Quite simply, the interface is really, really "geeky." It's kind of like a Star Trek fan's wet-dream, with all kinds of buttons, sliders and controls galore. Or, if you prefer, probably a better comparison would be to the holographic-looking controls of the computer systems in the Matrix trilogy (remember that crazy white control room in The Matrix: Revolutions?). Either way, it's not inherently bad, but considering that this is Google's answer to the iPad makes it a little silly. I say that, because I doubt the general public and target market, which includes kids and grandparents, will want much to do with this if they perceive it as too "techy." That is something that the iPad has going for it, and Apple knows it quite well. And my little sister knows it too. At 8 years old, she uses an iPad with ease, and only on a few occasions has she ever asked for my help to figure something out. Just being as honest as possible, the Xoom, though extremely powerful and harnessing limitless potential, can and will be hard to satisfy such a dynamic range of consumers in the market for which this is to compete.

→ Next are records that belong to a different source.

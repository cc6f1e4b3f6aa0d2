//! Wiring shared by the subcommands: config, credentials, the enhancer and
//! the link to a live chat tab.

use std::path::Path;
use std::sync::Arc;
use std::time::Duration;

use anyhow::{bail, Context as _};
use tokio::task::JoinHandle;
use tracing::{debug, info, warn};

use promptlift_config::{Config, ConfigLoader, ConfigValidator, CredentialStore, FileStore};
use promptlift_page::SiteRegistry;
use promptlift_page_cdp::{CdpClient, CdpPromptPage};
use promptlift_protocols::PromptPage;
use promptlift_provider_gemini::{GeminiClient, GeminiEnhancer};
use promptlift_relay::{channel, ContentScript, ControlSurface, RelayClient};

/// Load and validate the config file, falling back to defaults when it is missing.
pub(crate) fn load_config(path: Option<&Path>) -> anyhow::Result<Config> {
    let path = path
        .map(Path::to_path_buf)
        .unwrap_or_else(ConfigLoader::default_config_path);
    let config = ConfigLoader::load_or_default(&path)
        .with_context(|| format!("Failed to load config from {}", path.display()))?;

    let report = ConfigValidator::validate(&config)?;
    for warning in &report.warnings {
        warn!("Config {}: {}", warning.path, warning.message);
    }
    if let Some(error) = report.errors.first() {
        bail!("Invalid config {}: {}", error.path, error.message);
    }
    debug!("Loaded config from {}", path.display());
    Ok(config)
}

pub(crate) fn credential_store(config: &Config) -> CredentialStore<FileStore> {
    CredentialStore::new(FileStore::from_config(config.storage.path.as_deref()))
}

fn enhancer(config: &Config) -> anyhow::Result<Arc<GeminiEnhancer>> {
    let client = GeminiClient::new(Duration::from_secs(config.gemini.connect_timeout_seconds))?
        .with_base_url(config.gemini.base_url.clone())
        .with_model(config.gemini.model.clone());
    Ok(Arc::new(GeminiEnhancer::new(client)))
}

/// Control surface with its credential loaded.
pub(crate) fn surface(
    config: &Config,
    relay: RelayClient,
) -> anyhow::Result<ControlSurface<FileStore>> {
    let mut surface = ControlSurface::new(relay, enhancer(config)?, credential_store(config));
    surface.load_credential(config.gemini.api_key.as_deref())?;
    Ok(surface)
}

/// A chat tab served over the relay.
pub(crate) struct TabLink {
    pub relay: RelayClient,
    pub url: String,
    _serve: JoinHandle<()>,
}

impl TabLink {
    /// Attach to the tab and start answering relay requests for it.
    pub(crate) async fn open(config: &Config, tab: Option<&str>) -> anyhow::Result<Self> {
        let client = CdpClient::connect(&config.browser.debug_endpoint).await?;
        let page = CdpPromptPage::open(&client, tab, SiteRegistry::default()).await?;
        let url = page.url().await;
        info!("Attached to {}", url);

        let (relay, receiver) = channel();
        let serve = ContentScript::new(page).spawn(receiver);
        Ok(Self {
            relay,
            url,
            _serve: serve,
        })
    }
}

/// Relay with nothing on the far side, for actions that never reach a page.
pub(crate) fn detached_relay() -> RelayClient {
    let (relay, _receiver) = channel();
    relay
}
//! Ready-made documents shaped like the supported sites' composer markup.

use crate::document::{Document, DomError, NodeId};

pub const CHATGPT_URL: &str = "https://chatgpt.com/";
pub const GEMINI_URL: &str = "https://gemini.google.com/app";

/// A ChatGPT page. `None` leaves the composer unrendered.
pub fn chatgpt_page(prompt: Option<&str>) -> Document {
    let mut doc = Document::new(CHATGPT_URL);
    if let Some(text) = prompt {
        // Fresh document: every node exists and no hierarchy rule can fail.
        let _ = render_chatgpt_input(&mut doc, text);
    }
    doc
}

/// A Gemini page. `None` leaves the composer unrendered.
pub fn gemini_page(prompt: Option<&str>) -> Document {
    let mut doc = Document::new(GEMINI_URL);
    if let Some(text) = prompt {
        let _ = render_gemini_input(&mut doc, text);
    }
    doc
}

/// Append `main > form > div#prompt-textarea > p` to the body.
pub fn render_chatgpt_input(doc: &mut Document, text: &str) -> Result<NodeId, DomError> {
    let main = doc.create_element("main");
    let form = doc.create_element("form");
    let input = doc.create_element("div");
    doc.set_attribute(input, "id", "prompt-textarea")?;
    doc.set_attribute(input, "contenteditable", "true")?;
    let paragraph = doc.create_element("p");
    if !text.is_empty() {
        let content = doc.create_text(text);
        doc.append_child(paragraph, content)?;
    }
    doc.append_child(input, paragraph)?;
    doc.append_child(form, input)?;
    doc.append_child(main, form)?;
    let body = doc.body();
    doc.append_child(body, main)?;
    Ok(input)
}

/// Append `rich-textarea > div[role=textbox] > p` to the body.
pub fn render_gemini_input(doc: &mut Document, text: &str) -> Result<NodeId, DomError> {
    let wrapper = doc.create_element("rich-textarea");
    let input = doc.create_element("div");
    doc.set_attribute(input, "role", "textbox")?;
    doc.set_attribute(input, "contenteditable", "true")?;
    doc.set_attribute(input, "aria-label", "Enter a prompt here")?;
    let paragraph = doc.create_element("p");
    if !text.is_empty() {
        let content = doc.create_text(text);
        doc.append_child(paragraph, content)?;
    }
    doc.append_child(input, paragraph)?;
    doc.append_child(wrapper, input)?;
    let body = doc.body();
    doc.append_child(body, wrapper)?;
    Ok(input)
}

/// Simulate the user typing: replace the input's text in place.
pub fn type_into(doc: &mut Document, input: NodeId, text: &str) -> Result<(), DomError> {
    let paragraph = match doc.children(input).first().copied() {
        Some(p) if doc.is_element(p) => p,
        _ => {
            let p = doc.create_element("p");
            doc.replace_children(input, vec![p])?;
            p
        }
    };
    match doc.children(paragraph).first().copied() {
        Some(t) if !doc.is_element(t) => doc.set_character_data(t, text),
        _ => doc.set_text_content(paragraph, text),
    }
}
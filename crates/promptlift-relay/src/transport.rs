//! In-process message channel between the control surface and the page.
//!
//! Requests travel as JSON values, each with its own one-shot reply slot, so
//! the page side may answer asynchronously. Notifications flow the other way
//! over a broadcast channel.

use serde_json::Value;
use tokio::sync::broadcast::error::RecvError;
use tokio::sync::{broadcast, mpsc, oneshot};
use tracing::{debug, trace, warn};

use promptlift_protocols::{PageNotification, PromptText, RelayError, RelayRequest, RelayResponse};

const REQUEST_CAPACITY: usize = 32;
const NOTIFICATION_CAPACITY: usize = 64;

/// Create a connected client/receiver pair.
pub fn channel() -> (RelayClient, RelayReceiver) {
    let (requests_tx, requests_rx) = mpsc::channel(REQUEST_CAPACITY);
    let (notifications, _) = broadcast::channel(NOTIFICATION_CAPACITY);
    (
        RelayClient {
            requests: requests_tx,
            notifications: notifications.clone(),
        },
        RelayReceiver {
            requests: requests_rx,
            notifications,
        },
    )
}

/// A request waiting for its reply.
pub struct Envelope {
    request: Value,
    reply: oneshot::Sender<Value>,
}

impl Envelope {
    pub fn request(&self) -> &Value {
        &self.request
    }

    pub fn respond(self, response: Value) {
        if self.reply.send(response).is_err() {
            debug!("Requester dropped before the reply was sent");
        }
    }
}

/// Control-surface end of the relay.
#[derive(Clone)]
pub struct RelayClient {
    requests: mpsc::Sender<Envelope>,
    notifications: broadcast::Sender<Value>,
}

impl RelayClient {
    /// Send a raw JSON request and wait for the raw reply.
    pub async fn request(&self, request: Value) -> Result<Value, RelayError> {
        let (tx, rx) = oneshot::channel();
        self.requests
            .send(Envelope { request, reply: tx })
            .await
            .map_err(|_| RelayError::Disconnected)?;
        rx.await.map_err(|_| RelayError::Disconnected)
    }

    pub async fn send(&self, request: &RelayRequest) -> Result<RelayResponse, RelayError> {
        debug!("Relay request: {}", request.action());
        let reply = self.request(serde_json::to_value(request)?).await?;
        trace!("Relay reply: {}", reply);
        Ok(serde_json::from_value(reply)?)
    }

    pub async fn get_prompt(&self) -> Result<PromptText, RelayError> {
        self.send(&RelayRequest::GetPrompt).await?.into_prompt()
    }

    pub async fn set_prompt(&self, text: &str) -> Result<(), RelayError> {
        self.send(&RelayRequest::SetPrompt {
            enhanced_prompt: text.to_string(),
        })
        .await?
        .into_success()
    }

    pub fn is_connected(&self) -> bool {
        !self.requests.is_closed()
    }

    /// Receive page notifications sent from now on.
    pub fn subscribe(&self) -> Notifications {
        Notifications {
            rx: self.notifications.subscribe(),
        }
    }
}

/// Page end of the relay.
pub struct RelayReceiver {
    requests: mpsc::Receiver<Envelope>,
    notifications: broadcast::Sender<Value>,
}

impl RelayReceiver {
    /// Next request, or `None` once every client is gone.
    pub async fn recv(&mut self) -> Option<Envelope> {
        self.requests.recv().await
    }

    pub fn notifier(&self) -> Notifier {
        Notifier {
            tx: self.notifications.clone(),
        }
    }
}

/// Pushes notifications from the page to any subscribed clients.
#[derive(Clone)]
pub struct Notifier {
    tx: broadcast::Sender<Value>,
}

impl Notifier {
    pub fn notify(&self, notification: &PageNotification) -> Result<(), RelayError> {
        let value = serde_json::to_value(notification)?;
        if self.tx.send(value).is_err() {
            trace!("No relay subscribers for notification");
        }
        Ok(())
    }
}

/// Stream of page notifications.
pub struct Notifications {
    rx: broadcast::Receiver<Value>,
}

impl Notifications {
    pub async fn next(&mut self) -> Option<PageNotification> {
        loop {
            match self.rx.recv().await {
                Ok(value) => match serde_json::from_value(value) {
                    Ok(notification) => return Some(notification),
                    Err(e) => warn!("Ignoring malformed page notification: {}", e),
                },
                Err(RecvError::Lagged(skipped)) => {
                    warn!("Missed {} page notifications", skipped);
                }
                Err(RecvError::Closed) => return None,
            }
        }
    }
}
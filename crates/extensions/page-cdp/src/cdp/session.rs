//! Page session attached to one tab.

use std::sync::Arc;

use serde_json::{json, Value};

use super::client::Connection;
use super::error::CdpError;
use super::protocol::EvaluateResult;

/// A flattened CDP session on one page target.
pub struct PageSession {
    connection: Arc<Connection>,
    session_id: String,
    target_id: String,
}

impl PageSession {
    pub(crate) fn new(connection: Arc<Connection>, session_id: String, target_id: String) -> Self {
        Self {
            connection,
            session_id,
            target_id,
        }
    }

    pub fn session_id(&self) -> &str {
        &self.session_id
    }

    pub fn target_id(&self) -> &str {
        &self.target_id
    }

    /// Send a CDP command scoped to this session.
    pub async fn call(&self, method: &str, params: Option<Value>) -> Result<Value, CdpError> {
        self.connection
            .call(method, params, Some(&self.session_id))
            .await
    }

    pub(crate) async fn enable_runtime(&self) -> Result<(), CdpError> {
        self.call("Runtime.enable", None).await?;
        Ok(())
    }

    /// Evaluate a JavaScript expression and return its value.
    pub async fn evaluate(&self, expression: &str) -> Result<Value, CdpError> {
        let raw = self
            .call(
                "Runtime.evaluate",
                Some(json!({
                    "expression": expression,
                    "returnByValue": true,
                    "awaitPromise": true,
                })),
            )
            .await?;

        let result: EvaluateResult = serde_json::from_value(raw)?;
        if let Some(exception) = result.exception_details {
            return Err(CdpError::ScriptThrew(exception.message().to_string()));
        }
        Ok(result.result.value.unwrap_or(Value::Null))
    }
}
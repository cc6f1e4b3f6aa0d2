//! # promptlift Protocols
//!
//! Shared definitions for the promptlift workspace.
//! Contains types, wire messages and trait seams - no implementations.
//!
//! ## Core Traits
//!
//! - [`PromptPage`] - A page that can hand out and accept prompt text
//! - [`PromptEnhancer`] - A remote service that rewrites a prompt

pub mod enhancer;
pub mod error;
pub mod message;
pub mod page;
pub mod types;

pub use enhancer::PromptEnhancer;
pub use error::{EnhanceError, PageError, RelayError};
pub use message::{PageNotification, RelayRequest, RelayResponse};
pub use page::PromptPage;
pub use types::*;
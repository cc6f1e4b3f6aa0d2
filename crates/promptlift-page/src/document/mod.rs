//! In-memory document model.
//!
//! A small arena-backed element tree with exactly the surface the prompt
//! adapters and the change observer need: id and attribute lookup, text
//! content, child-list and character-data mutation, synthetic event dispatch,
//! and mutation delivery to registered observers over channels.
//!
//! Nodes are never freed. A removed node keeps its id and subtree but is no
//! longer connected to the document root.

mod event;
mod mutation;

use std::collections::BTreeMap;

use serde::{Deserialize, Serialize};
use thiserror::Error;
use tokio::sync::mpsc;
use tracing::trace;

pub use event::{DispatchedEvent, DomEvent};
pub use mutation::{MutationBatch, MutationKind, MutationRecord, ObserveOptions, ObserverId};

use event::Listener;
use mutation::Registration;

/// Handle to a node in a [`Document`].
#[derive(Debug, Clone, Copy, PartialEq, Eq, Hash, PartialOrd, Ord, Serialize, Deserialize)]
pub struct NodeId(usize);

impl NodeId {
    pub fn index(&self) -> usize {
        self.0
    }
}

/// Document model errors.
#[derive(Debug, Clone, Error, PartialEq, Eq)]
pub enum DomError {
    #[error("Node {0:?} does not exist")]
    NodeNotFound(NodeId),

    #[error("Node {0:?} is not an element")]
    NotAnElement(NodeId),

    #[error("Node {0:?} is not a text node")]
    NotText(NodeId),

    #[error("Hierarchy request error: {0}")]
    HierarchyRequest(String),
}

/// Node payload.
#[derive(Debug, Clone, PartialEq, Eq)]
pub enum NodeData {
    Element {
        tag: String,
        attributes: BTreeMap<String, String>,
    },
    Text(String),
}

#[derive(Debug, Clone)]
struct Node {
    data: NodeData,
    parent: Option<NodeId>,
    children: Vec<NodeId>,
}

/// A page document: `<html><body>...</body></html>` plus a location.
pub struct Document {
    url: String,
    nodes: Vec<Node>,
    root: NodeId,
    body: NodeId,
    registrations: Vec<Registration>,
    listeners: Vec<Listener>,
}

impl std::fmt::Debug for Document {
    fn fmt(&self, f: &mut std::fmt::Formatter<'_>) -> std::fmt::Result {
        f.debug_struct("Document")
            .field("url", &self.url)
            .field("nodes", &self.nodes.len())
            .field("registrations", &self.registrations.len())
            .finish()
    }
}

The biggest complaint I had is the color scheming of the OS and most applications. As is common with Android, almost everything is white text on a black background. And if having a glossy screen wasn't already bad enough, now everything glares so horribly that you constantly have a mirror image of yourself as you use it. Let me just say, this is a real misstep that is easily rectified. I mean, one of the first things taught in design classes is to avoid white-on-black as much as possible. It looks bad. It's hard to read. And here it permeates throughout most of the OS.

Other considerations:
I love Android's multitasking and notifications system, although I thought all the system functions in the little tray menu on the bottom seemed a little confusing. The widgets I thought also may be too small on the home screen, and although the user can customize how it looks, too many widgets can easily make everything really cramped and nearly useless when too much information is laid out in view.

The app selection from the Android Marketplace is ever-increasing, and it includes apps for most of the functions you could want in a phone. Obviously, it will take a little more time to get the types of more immersive app experiences made possible by the higher-resolution screen. Some estimates peg the selection of tablet-specfic apps to around 100. But beyond just numbers, one should hope for and expect some developers to come around and develop something that can compete with Apple's new apps iMovie and GarageBand for iPad. Just as Apple has set to making its own highly developed app experiences, I wonder if Google has anything like that up its sleeve. But, when you think about it, Apple has a long history of music and media appliction development. Google just kinda does web stuff. Not bad—that awesome native Gmail client on the Xoom—but it may be a long while before GarageBand has any competition on the Android side of world.

There are some excellent design decisions in this form. It was made to directly compete with the original iPad, which it does quite well. On the spec sheet, the Xoom seems to win: front and back cameras, a dual core processor, larger screen resolution, and a competitive battery life and app selection. But then there is the iPad 2, which kind of sucks the air right out of that spec sheet and makes it a level playing field. The only thing left to really differentiate the Xoom depends on Google and its Android tablet operating system. Honeycomb, as it stands today, has been said to be in a public beta-like mode of development, as Google has even hesitated to release its source code, thought to be for reasons of untidiness underneath the hood. In a rush to get the product to market, Android 3.0 needs to be around 3.5 in terms of manufacturer expectations and feature set and use to really appeal to the widest audience possible.

All in all—it's good, it's powerful, but your grandmother will scoff at it.